### WHAT IS NEEDED
Copy out exactly the lines below that run from the one holding "file + rename)." to the one holding "config.generator.max_tokens = raw", keeping both of those lines and no others.

Saved data entries:
....................

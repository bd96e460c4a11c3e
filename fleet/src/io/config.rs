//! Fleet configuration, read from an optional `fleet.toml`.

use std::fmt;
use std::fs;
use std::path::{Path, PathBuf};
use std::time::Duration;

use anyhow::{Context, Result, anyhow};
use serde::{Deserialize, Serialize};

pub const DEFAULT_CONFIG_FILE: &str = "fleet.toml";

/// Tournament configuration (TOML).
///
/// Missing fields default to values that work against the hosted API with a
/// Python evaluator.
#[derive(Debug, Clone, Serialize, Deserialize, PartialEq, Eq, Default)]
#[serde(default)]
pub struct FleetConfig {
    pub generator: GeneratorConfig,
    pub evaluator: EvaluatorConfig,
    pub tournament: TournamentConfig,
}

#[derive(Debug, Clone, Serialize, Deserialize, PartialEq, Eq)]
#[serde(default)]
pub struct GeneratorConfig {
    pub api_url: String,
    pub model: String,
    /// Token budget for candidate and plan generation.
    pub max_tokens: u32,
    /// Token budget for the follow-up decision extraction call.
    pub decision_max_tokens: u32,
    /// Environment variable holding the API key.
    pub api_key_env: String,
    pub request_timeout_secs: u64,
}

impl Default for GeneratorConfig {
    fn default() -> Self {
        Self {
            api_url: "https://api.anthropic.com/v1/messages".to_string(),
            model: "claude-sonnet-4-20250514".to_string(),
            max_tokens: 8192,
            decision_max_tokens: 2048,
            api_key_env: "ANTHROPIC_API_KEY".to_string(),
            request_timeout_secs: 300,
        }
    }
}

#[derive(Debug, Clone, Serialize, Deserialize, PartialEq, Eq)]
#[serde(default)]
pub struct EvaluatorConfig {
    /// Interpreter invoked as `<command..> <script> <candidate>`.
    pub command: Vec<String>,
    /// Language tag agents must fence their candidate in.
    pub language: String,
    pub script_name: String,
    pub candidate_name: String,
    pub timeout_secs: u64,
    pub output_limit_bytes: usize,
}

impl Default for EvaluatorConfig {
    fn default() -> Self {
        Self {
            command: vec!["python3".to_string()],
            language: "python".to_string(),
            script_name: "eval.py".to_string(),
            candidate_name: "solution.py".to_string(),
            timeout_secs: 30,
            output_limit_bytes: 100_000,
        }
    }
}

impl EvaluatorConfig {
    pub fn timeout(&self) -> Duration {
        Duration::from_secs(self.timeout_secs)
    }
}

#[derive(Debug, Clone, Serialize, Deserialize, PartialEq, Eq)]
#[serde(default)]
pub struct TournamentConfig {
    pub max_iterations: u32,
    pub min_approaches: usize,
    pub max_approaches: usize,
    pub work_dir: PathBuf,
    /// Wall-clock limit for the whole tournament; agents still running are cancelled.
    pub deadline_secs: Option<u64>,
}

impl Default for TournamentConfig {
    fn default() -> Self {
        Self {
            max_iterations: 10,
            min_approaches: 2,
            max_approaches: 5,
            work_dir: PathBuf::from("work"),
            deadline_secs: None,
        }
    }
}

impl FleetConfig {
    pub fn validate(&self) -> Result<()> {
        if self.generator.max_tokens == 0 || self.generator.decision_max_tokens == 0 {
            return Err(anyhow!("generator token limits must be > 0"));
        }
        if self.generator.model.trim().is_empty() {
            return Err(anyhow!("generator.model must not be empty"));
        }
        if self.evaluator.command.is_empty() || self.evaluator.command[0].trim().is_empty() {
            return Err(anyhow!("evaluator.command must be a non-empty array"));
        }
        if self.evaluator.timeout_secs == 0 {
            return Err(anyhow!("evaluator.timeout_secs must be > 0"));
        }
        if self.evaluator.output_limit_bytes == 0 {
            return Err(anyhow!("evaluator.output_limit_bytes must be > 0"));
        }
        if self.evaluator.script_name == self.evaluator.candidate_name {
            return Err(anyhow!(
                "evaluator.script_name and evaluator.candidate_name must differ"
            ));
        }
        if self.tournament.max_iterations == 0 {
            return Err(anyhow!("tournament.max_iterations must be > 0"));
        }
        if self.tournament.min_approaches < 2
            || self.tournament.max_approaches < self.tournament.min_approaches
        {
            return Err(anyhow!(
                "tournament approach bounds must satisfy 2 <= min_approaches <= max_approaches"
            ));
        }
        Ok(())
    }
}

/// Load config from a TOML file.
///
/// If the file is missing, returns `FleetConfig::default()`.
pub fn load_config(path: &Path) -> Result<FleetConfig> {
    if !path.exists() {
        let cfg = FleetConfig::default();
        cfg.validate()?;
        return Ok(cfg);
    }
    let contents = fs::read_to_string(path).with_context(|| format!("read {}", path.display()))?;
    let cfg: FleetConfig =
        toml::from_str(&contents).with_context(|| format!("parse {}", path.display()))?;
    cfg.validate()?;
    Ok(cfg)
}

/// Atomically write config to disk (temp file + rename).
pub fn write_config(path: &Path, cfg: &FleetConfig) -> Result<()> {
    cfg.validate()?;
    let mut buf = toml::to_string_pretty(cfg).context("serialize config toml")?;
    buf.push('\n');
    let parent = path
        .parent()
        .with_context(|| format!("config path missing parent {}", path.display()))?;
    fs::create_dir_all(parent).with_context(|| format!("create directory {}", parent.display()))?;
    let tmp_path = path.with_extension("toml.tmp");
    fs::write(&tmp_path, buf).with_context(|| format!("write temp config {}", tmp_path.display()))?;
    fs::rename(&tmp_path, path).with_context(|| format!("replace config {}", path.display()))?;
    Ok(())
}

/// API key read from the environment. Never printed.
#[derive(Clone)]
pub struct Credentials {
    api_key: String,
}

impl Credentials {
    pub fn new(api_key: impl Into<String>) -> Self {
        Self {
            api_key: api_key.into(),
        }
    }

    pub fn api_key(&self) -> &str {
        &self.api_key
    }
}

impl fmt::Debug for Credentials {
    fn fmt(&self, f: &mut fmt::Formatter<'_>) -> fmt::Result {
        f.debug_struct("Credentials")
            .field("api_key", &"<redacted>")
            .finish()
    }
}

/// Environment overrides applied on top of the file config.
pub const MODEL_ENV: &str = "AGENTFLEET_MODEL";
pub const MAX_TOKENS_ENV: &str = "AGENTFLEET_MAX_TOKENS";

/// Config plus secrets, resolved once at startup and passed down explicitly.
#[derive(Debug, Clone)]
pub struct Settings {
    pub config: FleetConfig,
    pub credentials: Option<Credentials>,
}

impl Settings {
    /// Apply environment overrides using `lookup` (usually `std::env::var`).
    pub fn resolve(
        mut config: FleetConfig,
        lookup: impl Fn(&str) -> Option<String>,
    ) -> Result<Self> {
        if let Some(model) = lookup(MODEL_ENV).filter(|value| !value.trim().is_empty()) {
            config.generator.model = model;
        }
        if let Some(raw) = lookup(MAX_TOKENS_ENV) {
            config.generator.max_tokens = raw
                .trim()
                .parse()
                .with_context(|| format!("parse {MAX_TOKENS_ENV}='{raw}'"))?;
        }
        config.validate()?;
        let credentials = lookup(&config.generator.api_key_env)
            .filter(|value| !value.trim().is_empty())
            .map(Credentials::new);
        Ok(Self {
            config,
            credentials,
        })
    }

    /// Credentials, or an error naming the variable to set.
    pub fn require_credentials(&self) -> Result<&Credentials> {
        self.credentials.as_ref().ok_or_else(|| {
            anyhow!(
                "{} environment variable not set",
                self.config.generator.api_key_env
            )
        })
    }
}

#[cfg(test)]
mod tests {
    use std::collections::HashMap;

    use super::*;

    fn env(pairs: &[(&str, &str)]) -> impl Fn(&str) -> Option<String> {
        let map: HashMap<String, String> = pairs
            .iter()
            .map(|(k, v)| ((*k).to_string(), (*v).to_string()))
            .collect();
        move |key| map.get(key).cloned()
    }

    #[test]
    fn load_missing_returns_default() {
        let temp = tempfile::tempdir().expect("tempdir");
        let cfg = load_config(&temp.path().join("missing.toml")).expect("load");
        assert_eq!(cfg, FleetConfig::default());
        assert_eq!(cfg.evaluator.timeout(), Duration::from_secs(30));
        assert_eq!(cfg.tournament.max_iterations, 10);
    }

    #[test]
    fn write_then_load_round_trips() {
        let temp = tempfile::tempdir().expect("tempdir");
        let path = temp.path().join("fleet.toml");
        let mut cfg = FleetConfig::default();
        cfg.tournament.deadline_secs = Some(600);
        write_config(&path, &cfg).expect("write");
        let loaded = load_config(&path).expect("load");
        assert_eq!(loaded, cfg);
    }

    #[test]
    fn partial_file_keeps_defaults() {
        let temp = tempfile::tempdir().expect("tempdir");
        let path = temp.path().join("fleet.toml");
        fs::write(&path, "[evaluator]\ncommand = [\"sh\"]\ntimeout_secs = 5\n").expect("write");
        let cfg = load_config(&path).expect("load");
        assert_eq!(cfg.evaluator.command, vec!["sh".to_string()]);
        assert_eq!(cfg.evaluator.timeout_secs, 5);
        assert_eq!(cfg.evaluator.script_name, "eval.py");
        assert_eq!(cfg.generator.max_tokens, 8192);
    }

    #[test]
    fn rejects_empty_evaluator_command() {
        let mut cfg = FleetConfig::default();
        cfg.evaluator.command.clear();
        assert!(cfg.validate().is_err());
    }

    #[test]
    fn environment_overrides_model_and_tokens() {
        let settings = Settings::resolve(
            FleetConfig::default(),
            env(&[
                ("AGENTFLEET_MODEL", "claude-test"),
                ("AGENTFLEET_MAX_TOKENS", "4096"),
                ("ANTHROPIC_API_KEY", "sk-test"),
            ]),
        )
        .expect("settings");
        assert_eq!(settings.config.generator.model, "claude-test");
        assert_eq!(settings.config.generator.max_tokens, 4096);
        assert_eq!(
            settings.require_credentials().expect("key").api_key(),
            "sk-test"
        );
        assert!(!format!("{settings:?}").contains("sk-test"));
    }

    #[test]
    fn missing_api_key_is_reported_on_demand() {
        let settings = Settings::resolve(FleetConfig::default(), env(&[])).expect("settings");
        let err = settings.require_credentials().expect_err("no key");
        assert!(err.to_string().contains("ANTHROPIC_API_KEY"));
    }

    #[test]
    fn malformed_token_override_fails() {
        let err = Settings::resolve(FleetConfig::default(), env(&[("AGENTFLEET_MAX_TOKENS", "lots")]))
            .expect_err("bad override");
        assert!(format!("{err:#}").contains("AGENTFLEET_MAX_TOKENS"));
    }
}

....................

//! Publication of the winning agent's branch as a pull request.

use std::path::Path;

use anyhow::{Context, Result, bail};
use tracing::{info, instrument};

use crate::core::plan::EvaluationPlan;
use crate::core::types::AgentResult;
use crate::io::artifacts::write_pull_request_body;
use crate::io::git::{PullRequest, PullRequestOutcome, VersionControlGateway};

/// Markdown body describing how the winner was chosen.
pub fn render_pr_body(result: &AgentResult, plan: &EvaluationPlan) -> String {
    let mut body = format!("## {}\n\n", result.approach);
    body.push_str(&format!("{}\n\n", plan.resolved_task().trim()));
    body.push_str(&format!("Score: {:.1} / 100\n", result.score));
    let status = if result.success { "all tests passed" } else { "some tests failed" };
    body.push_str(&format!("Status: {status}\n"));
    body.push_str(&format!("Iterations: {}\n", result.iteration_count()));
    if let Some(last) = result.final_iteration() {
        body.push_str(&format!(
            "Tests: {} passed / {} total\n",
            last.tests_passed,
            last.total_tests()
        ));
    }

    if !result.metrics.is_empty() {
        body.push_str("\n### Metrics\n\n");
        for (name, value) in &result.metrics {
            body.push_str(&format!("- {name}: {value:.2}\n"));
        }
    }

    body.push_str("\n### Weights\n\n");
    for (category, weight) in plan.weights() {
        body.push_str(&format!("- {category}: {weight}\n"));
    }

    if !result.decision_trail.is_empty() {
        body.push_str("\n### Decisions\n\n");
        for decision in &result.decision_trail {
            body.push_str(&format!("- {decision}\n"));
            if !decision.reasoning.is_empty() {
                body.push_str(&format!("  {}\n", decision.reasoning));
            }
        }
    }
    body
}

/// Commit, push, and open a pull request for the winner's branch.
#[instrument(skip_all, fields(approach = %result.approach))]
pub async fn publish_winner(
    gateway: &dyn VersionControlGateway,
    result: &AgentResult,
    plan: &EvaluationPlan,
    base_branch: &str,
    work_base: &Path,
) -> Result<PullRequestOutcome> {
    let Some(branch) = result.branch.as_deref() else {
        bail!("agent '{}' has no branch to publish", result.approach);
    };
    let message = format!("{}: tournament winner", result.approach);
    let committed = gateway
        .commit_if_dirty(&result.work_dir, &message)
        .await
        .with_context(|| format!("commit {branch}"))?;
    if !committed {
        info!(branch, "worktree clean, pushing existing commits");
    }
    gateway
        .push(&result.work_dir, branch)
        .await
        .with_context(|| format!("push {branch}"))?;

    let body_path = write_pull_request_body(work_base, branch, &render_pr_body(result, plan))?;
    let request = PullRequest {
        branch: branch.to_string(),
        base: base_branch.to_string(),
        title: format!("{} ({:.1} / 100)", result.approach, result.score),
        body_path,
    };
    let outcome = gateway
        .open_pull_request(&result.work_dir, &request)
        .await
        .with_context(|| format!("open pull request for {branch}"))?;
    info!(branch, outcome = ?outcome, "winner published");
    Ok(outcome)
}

....................

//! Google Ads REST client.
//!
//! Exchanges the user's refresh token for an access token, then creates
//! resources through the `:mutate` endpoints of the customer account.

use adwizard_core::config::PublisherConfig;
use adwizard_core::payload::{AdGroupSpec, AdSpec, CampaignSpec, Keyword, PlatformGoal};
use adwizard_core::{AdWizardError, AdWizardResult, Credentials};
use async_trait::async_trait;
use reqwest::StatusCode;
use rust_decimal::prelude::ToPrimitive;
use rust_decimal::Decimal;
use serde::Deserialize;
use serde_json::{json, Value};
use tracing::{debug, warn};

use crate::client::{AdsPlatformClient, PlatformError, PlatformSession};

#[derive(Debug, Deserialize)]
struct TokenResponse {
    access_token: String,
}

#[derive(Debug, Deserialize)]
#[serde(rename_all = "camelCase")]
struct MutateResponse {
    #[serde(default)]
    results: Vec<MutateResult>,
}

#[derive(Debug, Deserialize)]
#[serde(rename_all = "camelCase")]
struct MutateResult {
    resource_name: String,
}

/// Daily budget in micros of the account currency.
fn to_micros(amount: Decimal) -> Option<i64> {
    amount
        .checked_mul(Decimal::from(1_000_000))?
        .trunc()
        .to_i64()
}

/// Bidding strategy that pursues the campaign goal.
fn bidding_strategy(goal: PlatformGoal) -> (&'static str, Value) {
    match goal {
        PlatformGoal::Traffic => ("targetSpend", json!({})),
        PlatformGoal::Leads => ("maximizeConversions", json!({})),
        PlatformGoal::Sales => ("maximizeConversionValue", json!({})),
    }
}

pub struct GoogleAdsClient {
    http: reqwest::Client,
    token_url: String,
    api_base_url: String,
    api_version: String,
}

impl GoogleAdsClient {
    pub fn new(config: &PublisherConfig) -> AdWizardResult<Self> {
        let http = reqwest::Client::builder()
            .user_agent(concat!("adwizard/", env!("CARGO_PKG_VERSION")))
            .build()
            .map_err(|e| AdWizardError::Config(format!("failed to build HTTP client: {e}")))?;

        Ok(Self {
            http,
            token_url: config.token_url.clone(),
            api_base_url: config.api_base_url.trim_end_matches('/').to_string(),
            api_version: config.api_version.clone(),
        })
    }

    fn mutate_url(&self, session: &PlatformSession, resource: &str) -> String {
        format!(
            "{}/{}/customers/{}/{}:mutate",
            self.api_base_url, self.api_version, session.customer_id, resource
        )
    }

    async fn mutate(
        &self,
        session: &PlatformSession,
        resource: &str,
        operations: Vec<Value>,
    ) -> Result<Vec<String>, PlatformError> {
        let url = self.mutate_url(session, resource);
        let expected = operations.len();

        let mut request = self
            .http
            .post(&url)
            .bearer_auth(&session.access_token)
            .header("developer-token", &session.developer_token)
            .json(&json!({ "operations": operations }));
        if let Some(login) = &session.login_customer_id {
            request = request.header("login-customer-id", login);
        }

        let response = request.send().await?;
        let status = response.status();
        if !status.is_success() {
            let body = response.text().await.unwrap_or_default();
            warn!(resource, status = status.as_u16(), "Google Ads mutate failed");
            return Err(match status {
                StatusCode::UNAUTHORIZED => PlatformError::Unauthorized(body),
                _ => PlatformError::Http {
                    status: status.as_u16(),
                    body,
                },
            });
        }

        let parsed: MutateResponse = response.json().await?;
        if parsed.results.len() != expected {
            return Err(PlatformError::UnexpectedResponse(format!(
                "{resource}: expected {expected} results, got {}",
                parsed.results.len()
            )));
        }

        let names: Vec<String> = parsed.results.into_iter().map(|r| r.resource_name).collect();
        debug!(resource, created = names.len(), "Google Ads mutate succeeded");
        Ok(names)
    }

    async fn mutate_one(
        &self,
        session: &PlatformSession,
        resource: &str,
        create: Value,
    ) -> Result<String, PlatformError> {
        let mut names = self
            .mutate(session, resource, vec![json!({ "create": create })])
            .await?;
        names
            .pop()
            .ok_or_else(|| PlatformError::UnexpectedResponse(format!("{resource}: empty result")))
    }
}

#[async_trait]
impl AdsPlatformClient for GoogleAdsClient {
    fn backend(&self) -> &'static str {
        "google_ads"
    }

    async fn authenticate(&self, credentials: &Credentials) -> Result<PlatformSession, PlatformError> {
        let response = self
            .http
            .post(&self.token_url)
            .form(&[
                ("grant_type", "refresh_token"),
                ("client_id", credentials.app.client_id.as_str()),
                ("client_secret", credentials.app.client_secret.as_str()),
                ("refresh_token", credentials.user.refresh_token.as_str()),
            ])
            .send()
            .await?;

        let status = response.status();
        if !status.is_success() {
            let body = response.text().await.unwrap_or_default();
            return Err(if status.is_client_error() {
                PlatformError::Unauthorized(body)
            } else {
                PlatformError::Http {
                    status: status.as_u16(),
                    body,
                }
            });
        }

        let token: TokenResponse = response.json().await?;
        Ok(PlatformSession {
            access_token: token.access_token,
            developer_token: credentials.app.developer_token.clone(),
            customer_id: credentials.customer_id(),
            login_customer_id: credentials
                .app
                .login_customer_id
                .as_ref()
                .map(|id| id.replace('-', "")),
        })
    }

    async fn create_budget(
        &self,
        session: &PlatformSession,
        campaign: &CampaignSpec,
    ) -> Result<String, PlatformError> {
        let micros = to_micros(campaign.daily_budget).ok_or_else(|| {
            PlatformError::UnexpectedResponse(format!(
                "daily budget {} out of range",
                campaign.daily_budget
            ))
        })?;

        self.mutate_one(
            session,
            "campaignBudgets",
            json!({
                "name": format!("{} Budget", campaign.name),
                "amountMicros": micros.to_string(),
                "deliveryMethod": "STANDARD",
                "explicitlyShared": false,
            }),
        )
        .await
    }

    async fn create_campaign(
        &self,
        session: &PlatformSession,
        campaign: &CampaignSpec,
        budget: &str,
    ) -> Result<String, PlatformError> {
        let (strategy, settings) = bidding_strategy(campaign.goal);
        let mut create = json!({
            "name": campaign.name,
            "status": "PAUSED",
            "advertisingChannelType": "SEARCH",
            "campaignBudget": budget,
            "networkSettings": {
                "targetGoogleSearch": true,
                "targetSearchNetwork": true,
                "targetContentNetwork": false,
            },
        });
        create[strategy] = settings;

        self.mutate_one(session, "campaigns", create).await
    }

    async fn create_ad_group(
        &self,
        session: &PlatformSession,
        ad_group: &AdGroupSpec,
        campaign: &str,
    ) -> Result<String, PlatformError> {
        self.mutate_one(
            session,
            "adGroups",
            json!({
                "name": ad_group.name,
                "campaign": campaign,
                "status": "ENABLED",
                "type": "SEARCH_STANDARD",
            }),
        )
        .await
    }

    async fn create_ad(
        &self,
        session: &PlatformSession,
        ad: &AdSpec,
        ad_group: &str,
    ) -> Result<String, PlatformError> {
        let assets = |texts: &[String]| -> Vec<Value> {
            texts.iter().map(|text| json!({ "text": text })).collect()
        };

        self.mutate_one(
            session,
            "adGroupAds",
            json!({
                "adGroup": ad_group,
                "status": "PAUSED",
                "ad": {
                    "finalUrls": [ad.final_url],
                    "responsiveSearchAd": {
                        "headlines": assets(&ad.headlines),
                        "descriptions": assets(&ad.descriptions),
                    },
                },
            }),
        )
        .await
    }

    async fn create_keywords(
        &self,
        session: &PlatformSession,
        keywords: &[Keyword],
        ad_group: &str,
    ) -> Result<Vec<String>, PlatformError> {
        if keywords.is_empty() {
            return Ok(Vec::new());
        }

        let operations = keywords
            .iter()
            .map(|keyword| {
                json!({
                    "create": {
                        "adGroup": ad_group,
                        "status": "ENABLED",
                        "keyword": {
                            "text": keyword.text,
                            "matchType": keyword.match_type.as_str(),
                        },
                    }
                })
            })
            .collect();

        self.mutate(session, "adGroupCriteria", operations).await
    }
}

....................

### RESPONSE AREA
/// Atomically write config to disk (temp file + rename).
pub fn write_config(path: &Path, cfg: &FleetConfig) -> Result<()> {
    cfg.validate()?;
    let mut buf = toml::to_string_pretty(cfg).context("serialize config toml")?;
    buf.push('\n');
    let parent = path
        .parent()
        .with_context(|| format!("config path missing parent {}", path.display()))?;
    fs::create_dir_all(parent).with_context(|| format!("create directory {}", parent.display()))?;
    let tmp_path = path.with_extension("toml.tmp");
    fs::write(&tmp_path, buf).with_context(|| format!("write temp config {}", tmp_path.display()))?;
    fs::rename(&tmp_path, path).with_context(|| format!("replace config {}", path.display()))?;
    Ok(())
}

/// API key read from the environment. Never printed.
#[derive(Clone)]
pub struct Credentials {
    api_key: String,
}

impl Credentials {
    pub fn new(api_key: impl Into<String>) -> Self {
        Self {
            api_key: api_key.into(),
        }
    }

    pub fn api_key(&self) -> &str {
        &self.api_key
    }
}

impl fmt::Debug for Credentials {
    fn fmt(&self, f: &mut fmt::Formatter<'_>) -> fmt::Result {
        f.debug_struct("Credentials")
            .field("api_key", &"<redacted>")
            .finish()
    }
}

/// Environment overrides applied on top of the file config.
pub const MODEL_ENV: &str = "AGENTFLEET_MODEL";
pub const MAX_TOKENS_ENV: &str = "AGENTFLEET_MAX_TOKENS";

/// Config plus secrets, resolved once at startup and passed down explicitly.
#[derive(Debug, Clone)]
pub struct Settings {
    pub config: FleetConfig,
    pub credentials: Option<Credentials>,
}

impl Settings {
    /// Apply environment overrides using `lookup` (usually `std::env::var`).
    pub fn resolve(
        mut config: FleetConfig,
        lookup: impl Fn(&str) -> Option<String>,
    ) -> Result<Self> {
        if let Some(model) = lookup(MODEL_ENV).filter(|value| !value.trim().is_empty()) {
            config.generator.model = model;
        }
        if let Some(raw) = lookup(MAX_TOKENS_ENV) {
            config.generator.max_tokens = raw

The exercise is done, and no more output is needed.